Hit List - Lawrence Block [128]
“I wasn’t. I hated it. But I know what a hat trick is. Three goals in one game, all scored by the same player.”
“Right.”
“So I figured Roger got the hat trick.”
“Roger got shut out,” he said. “Roger sat in the doorway with his thumb up his ass while I took out the hitter for him. But even the way you figured it, it wouldn’t have been the hat trick. If he killed me and the hitter, that’s two. Who’s the third?”
“Your girlfriend.”
“My—you mean Maggie?”
“That’s right, I wasn’t supposed to call her your girlfriend. I keep forgetting.”
“Roger didn’t kill her.”
“You sure about that, Keller?”
He stared at her, tried to read her face. He said, “Dot, we saw what happened. She brought a guy home and he left and our hitter went up, and he left, and a little while later the painter on the fourth floor had water coming through the ceiling.”
“Right.”
“The guy she brought home,” he said. “If that was Roger . . . but it couldn’t have been, because we saw him. And she was still alive when he left, remember? He forgot his keys, and she threw them down to him.”
“His wallet.”
“Whatever. Roger didn’t do anything except lurk in a doorway and eat at a lunch counter, and that’s the one good thing to come out of all this, Dot. Because I got a good look at him. I didn’t know who was who at the time, but I do now, and I can recognize him when I see him again.”
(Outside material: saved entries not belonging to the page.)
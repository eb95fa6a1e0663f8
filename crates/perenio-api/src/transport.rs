// Transport configuration for building the client's reqwest session.
//
// Every request inherits the timeouts configured here, so a stalled
// vendor endpoint surfaces as `Error::Transport` instead of hanging
// the caller indefinitely.

use std::time::Duration;

use crate::error::Error;

const USER_AGENT: &str = concat!("perenio-api/", env!("CARGO_PKG_VERSION"));

/// Shared transport configuration for building HTTP clients.
#[derive(Debug, Clone)]
pub struct TransportConfig {
    /// Total per-request timeout (connect + headers + body).
    pub timeout: Duration,
    /// Upper bound on establishing the TCP/TLS connection.
    pub connect_timeout: Duration,
}

impl Default for TransportConfig {
    fn default() -> Self {
        Self {
            timeout: Duration::from_secs(30),
            connect_timeout: Duration::from_secs(10),
        }
    }
}

impl TransportConfig {
    /// Config with a custom total request timeout.
    pub fn with_timeout(mut self, timeout: Duration) -> Self {
        self.timeout = timeout;
        self
    }

    /// Build a `reqwest::Client` from this config.
    pub fn build_client(&self) -> Result<reqwest::Client, Error> {
        reqwest::Client::builder()
            .timeout(self.timeout)
            .connect_timeout(self.connect_timeout.min(self.timeout))
            .user_agent(USER_AGENT)
            .build()
            .map_err(|e| Error::ClientBuild(e.to_string()))
    }
}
“The man in the cap and windbreaker.”
“Right, Roger.”
“You’d know him if you saw him again.”
“Absolutely.”
“Maybe you would,” she said, “but we’ll never know. Because you’ll never see him again.”
“What are you talking about?”
“Keller,” she said, “you’d better sit down.”
“I am sitting down. I’ve been sitting down for the past twenty minutes.”
“So you are,” she said. “And it’s a good thing. And don’t get up now, Keller. Stay right where you are.”
It was just as well that he was sitting. He didn’t know that what she told him would have knocked him off his feet, but he didn’t know that it wouldn’t, either. One thing he could say was that it was hard to take it all in.
“He was Roger,” he said.
“Right.”
“The guy in the hat and muffler. The guy who sat upstairs across the street, smoking one cigarette after another.”
“Most smokers do it that way, Keller. They smoke them in turn, rather than all at once.”
“The guy who went upstairs to Maggie’s loft. If he was Roger, why would he kill Maggie? He wasn’t getting paid for it. He turned down the assignment, remember? And came in on the sly so he could have a chance to kill off the competition.”
“That’s right.”
“So he was watching the building, waiting for the hitter to make his move. Did he think the guy she brought home was the hitter? No, he would have seen what we saw, her throwing his wallet down to him. He knew she was alive when he went up there.”
“And he knew she was dead when he left.”
“Thus depriving himself of the chance to draw a bead on the man who had a contract on her. So he threw away his hat and went home.”
“With you in hot pursuit.”
“Why would he leave New York without killing the man he came to kill? And why do the hitter’s work for him? What was he trying to do, make him lose face and kill himself? That might work in Japan, but—“
“He already did it, Keller.”
“Did what?”
“Hit the hitter. And we can stop calling him that, incidentally. His name was Marcus Allenby, or at least that’s the name he was registered under.”
“Registered where?”
“The Woodleigh,” she said. “And he had a couple different names on the ID in his wallet, and Allenby wasn’t one of them, and he’d hanged himself with a sheet from the bed, and it was all dramatic enough to get his picture in the Post. The picture didn’t show the cap or the windbreaker, but it was the same guy.”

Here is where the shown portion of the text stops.